:: Dataset extract ::
- - - - - - -
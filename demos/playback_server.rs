//! Playback relay with periodic stats logging
//!
//! Run with: cargo run --example playback_server <VIDEO.ivf> [AUDIO.ogg] [BIND_ADDR]
//!
//! Examples:
//!   cargo run --example playback_server output.ivf                      # binds to 0.0.0.0:4321
//!   cargo run --example playback_server output.ivf output.ogg
//!   cargo run --example playback_server output.ivf output.ogg 127.0.0.1:8080
//!
//! Open the page in `public/` and every viewer receives the same paced
//! stream. The file loops until the server is stopped with Ctrl+C.

use std::net::SocketAddr;
use std::path::PathBuf;
use std::sync::Arc;
use std::time::Duration;

use webrtc_relay::{Relay, RelayConfig, RelayMode, RelayServer};

#[tokio::main]
async fn main() -> Result<(), Box<dyn std::error::Error>> {
    tracing_subscriber::fmt()
        .with_env_filter(
            tracing_subscriber::EnvFilter::from_default_env()
                .add_directive("webrtc_relay=debug".parse()?),
        )
        .init();

    let mut args = std::env::args().skip(1);
    let video = args.next().map(PathBuf::from);
    let audio = args.next().map(PathBuf::from);
    let addr: SocketAddr = args
        .next()
        .unwrap_or_else(|| "0.0.0.0:4321".to_string())
        .parse()?;

    if video.is_none() {
        eprintln!("usage: playback_server <VIDEO.ivf> [AUDIO.ogg] [BIND_ADDR]");
        std::process::exit(2);
    }

    let config = RelayConfig::with_addr(addr)
        .mode(RelayMode::Playback)
        .playback_files(video, audio);

    let server = Arc::new(RelayServer::new(Relay::new(config)?));

    let relay = Arc::clone(server.relay());
    let stats_task = tokio::spawn(async move {
        let mut interval = tokio::time::interval(Duration::from_secs(10));
        loop {
            interval.tick().await;
            let report = relay.report().await;
            println!(
                "viewers={} frames={} delivered={} failed={} passes={}",
                report.active_sessions,
                report.stats.frames_broadcast,
                report.stats.writes_delivered,
                report.stats.writes_failed,
                report.stats.playback_passes,
            );
        }
    });

    server
        .run_until(async {
            let _ = tokio::signal::ctrl_c().await;
        })
        .await?;

    stats_task.abort();
    Ok(())
}
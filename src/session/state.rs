//! Session lifecycle state machine
//!
//! Tracks a session from negotiation to termination. Transitions are reported
//! by the negotiation layer; the relay only reacts to them.

/// Session lifecycle state
#[derive(Debug, Clone, Copy, PartialEq, Eq, Hash)]
pub enum SessionState {
    /// Offer accepted, transport not yet established
    Negotiating,
    /// Transport established, media can flow
    Connected,
    /// Transport lost
    Disconnected,
    /// Transport could not be established or broke irrecoverably
    Failed,
    /// Peer connection closed
    Closed,
}

impl SessionState {
    /// Whether this state ends the session
    pub fn is_terminal(self) -> bool {
        matches!(
            self,
            SessionState::Disconnected | SessionState::Failed | SessionState::Closed
        )
    }

    /// Whether frames may be written in this state
    pub fn is_active(self) -> bool {
        self == SessionState::Connected
    }

    /// Whether a session in this state may move to `next`
    ///
    /// Terminal states are final.
    pub fn can_transition_to(self, next: SessionState) -> bool {
        !self.is_terminal() && self != next
    }
}

impl std::fmt::Display for SessionState {
    fn fmt(&self, f: &mut std::fmt::Formatter<'_>) -> std::fmt::Result {
        let name = match self {
            SessionState::Negotiating => "negotiating",
            SessionState::Connected => "connected",
            SessionState::Disconnected => "disconnected",
            SessionState::Failed => "failed",
            SessionState::Closed => "closed",
        };
        f.write_str(name)
    }
}
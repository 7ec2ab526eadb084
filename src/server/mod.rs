//! Relay server
//!
//! Ties the relay engine to the outside world: [`RelayConfig`] describes an
//! instance, [`Relay`] owns its registry, fan-out engine and peer factory,
//! and [`RelayServer`] exposes it over HTTP.

pub mod config;
pub mod http;
pub mod relay;

pub use config::{RelayConfig, RelayMode, DEFAULT_ICE_SERVER, DEFAULT_PORT};
pub use http::RelayServer;
pub use relay::{ConnectRequest, ConnectResponse, Relay, RelayReport};
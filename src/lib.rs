//! Real-time WebRTC media relay
//!
//! Relays audio and video between one source and many WebRTC peers in three
//! modes:
//!
//! - **Broadcast**: inbound media from a publishing peer is fanned out to
//!   every connected peer
//! - **Playback**: a stored VP8/Opus source is paced out in real time to
//!   every connected peer, looping forever
//! - **Mirror**: each peer's own media is sent back to it with the SSRC
//!   rewritten, after a key frame request
//!
//! # Example
//!
//! ```no_run
//! use webrtc_relay::{Relay, RelayConfig, RelayMode, RelayServer};
//!
//! #[tokio::main]
//! async fn main() -> webrtc_relay::Result<()> {
//!     let config = RelayConfig::default().mode(RelayMode::Mirror);
//!     let server = RelayServer::new(Relay::new(config)?);
//!     server.run().await
//! }
//! ```

pub mod error;
pub mod media;
pub mod peer;
pub mod registry;
pub mod relay;
pub mod server;
pub mod session;
pub mod stats;

#[cfg(test)]
mod testing;

pub use error::{Error, Result};
pub use media::{Frame, StreamKind};
pub use registry::SessionRegistry;
pub use server::{Relay, RelayConfig, RelayMode, RelayServer, DEFAULT_ICE_SERVER};
pub use session::{Session, SessionId, SessionState};
//! Relay and session statistics

pub mod metrics;

pub use metrics::{RelayStats, RelayStatsSnapshot, SessionStats, SessionStatsSnapshot};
- - - - - - -
:: Task ::
Give every entry again in full, precisely as written above.

:: Task answer ::
filename demos/playback_server.rs
//! Playback relay with periodic stats logging
//!
//! Run with: cargo run --example playback_server <VIDEO.ivf> [AUDIO.ogg] [BIND_ADDR]
//!
//! Examples:
//!   cargo run --example playback_server output.ivf                      # binds to 0.0.0.0:4321
//!   cargo run --example playback_server output.ivf output.ogg
//!   cargo run --example playback_server output.ivf output.ogg 127.0.0.1:8080
//!
//! Open the page in `public/` and every viewer receives the same paced
//! stream. The file loops until the server is stopped with Ctrl+C.

use std::net::SocketAddr;
use std::path::PathBuf;
use std::sync::Arc;
use std::time::Duration;

use webrtc_relay::{Relay, RelayConfig, RelayMode, RelayServer};

#[tokio::main]
async fn main() -> Result<(), Box<dyn std::error::Error>> {
    tracing_subscriber::fmt()
        .with_env_filter(
            tracing_subscriber::EnvFilter::from_default_env()
                .add_directive("webrtc_relay=debug".parse()?),
        )
        .init();

    let mut args = std::env::args().skip(1);
    let video = args.next().map(PathBuf::from);
    let audio = args.next().map(PathBuf::from);
    let addr: SocketAddr = args
        .next()
        .unwrap_or_else(|| "0.0.0.0:4321".to_string())
        .parse()?;

    if video.is_none() {
        eprintln!("usage: playback_server <VIDEO.ivf> [AUDIO.ogg] [BIND_ADDR]");
        std::process::exit(2);
    }

    let config = RelayConfig::with_addr(addr)
        .mode(RelayMode::Playback)
        .playback_files(video, audio);

    let server = Arc::new(RelayServer::new(Relay::new(config)?));

    let relay = Arc::clone(server.relay());
    let stats_task = tokio::spawn(async move {
        let mut interval = tokio::time::interval(Duration::from_secs(10));
        loop {
            interval.tick().await;
            let report = relay.report().await;
            println!(
                "viewers={} frames={} delivered={} failed={} passes={}",
                report.active_sessions,
                report.stats.frames_broadcast,
                report.stats.writes_delivered,
                report.stats.writes_failed,
                report.stats.playback_passes,
            );
        }
    });

    server
        .run_until(async {
            let _ = tokio::signal::ctrl_c().await;
        })
        .await?;

    stats_task.abort();
    Ok(())
}
filename src/session/state.rs
//! Session lifecycle state machine
//!
//! Tracks a session from negotiation to termination. Transitions are reported
//! by the negotiation layer; the relay only reacts to them.

/// Session lifecycle state
#[derive(Debug, Clone, Copy, PartialEq, Eq, Hash)]
pub enum SessionState {
    /// Offer accepted, transport not yet established
    Negotiating,
    /// Transport established, media can flow
    Connected,
    /// Transport lost
    Disconnected,
    /// Transport could not be established or broke irrecoverably
    Failed,
    /// Peer connection closed
    Closed,
}

impl SessionState {
    /// Whether this state ends the session
    pub fn is_terminal(self) -> bool {
        matches!(
            self,
            SessionState::Disconnected | SessionState::Failed | SessionState::Closed
        )
    }

    /// Whether frames may be written in this state
    pub fn is_active(self) -> bool {
        self == SessionState::Connected
    }

    /// Whether a session in this state may move to `next`
    ///
    /// Terminal states are final.
    pub fn can_transition_to(self, next: SessionState) -> bool {
        !self.is_terminal() && self != next
    }
}

impl std::fmt::Display for SessionState {
    fn fmt(&self, f: &mut std::fmt::Formatter<'_>) -> std::fmt::Result {
        let name = match self {
            SessionState::Negotiating => "negotiating",
            SessionState::Connected => "connected",
            SessionState::Disconnected => "disconnected",
            SessionState::Failed => "failed",
            SessionState::Closed => "closed",
        };
        f.write_str(name)
    }
}
repository 7ec2ab526eadb084
filename src/server/mod.rs
//! Relay server
//!
//! Ties the relay engine to the outside world: [`RelayConfig`] describes an
//! instance, [`Relay`] owns its registry, fan-out engine and peer factory,
//! and [`RelayServer`] exposes it over HTTP.

pub mod config;
pub mod http;
pub mod relay;

pub use config::{RelayConfig, RelayMode, DEFAULT_ICE_SERVER, DEFAULT_PORT};
pub use http::RelayServer;
pub use relay::{ConnectRequest, ConnectResponse, Relay, RelayReport};
filename src/lib.rs
//! Real-time WebRTC media relay
//!
//! Relays audio and video between one source and many WebRTC peers in three
//! modes:
//!
//! - **Broadcast**: inbound media from a publishing peer is fanned out to
//!   every connected peer
//! - **Playback**: a stored VP8/Opus source is paced out in real time to
//!   every connected peer, looping forever
//! - **Mirror**: each peer's own media is sent back to it with the SSRC
//!   rewritten, after a key frame request
//!
//! # Example
//!
//! ```no_run
//! use webrtc_relay::{Relay, RelayConfig, RelayMode, RelayServer};
//!
//! #[tokio::main]
//! async fn main() -> webrtc_relay::Result<()> {
//!     let config = RelayConfig::default().mode(RelayMode::Mirror);
//!     let server = RelayServer::new(Relay::new(config)?);
//!     server.run().await
//! }
//! ```

pub mod error;
pub mod media;
pub mod peer;
pub mod registry;
pub mod relay;
pub mod server;
pub mod session;
pub mod stats;

#[cfg(test)]
mod testing;

pub use error::{Error, Result};
pub use media::{Frame, StreamKind};
pub use registry::SessionRegistry;
pub use server::{Relay, RelayConfig, RelayMode, RelayServer, DEFAULT_ICE_SERVER};
pub use session::{Session, SessionId, SessionState};
//! Relay and session statistics

pub mod metrics;

pub use metrics::{RelayStats, RelayStatsSnapshot, SessionStats, SessionStatsSnapshot};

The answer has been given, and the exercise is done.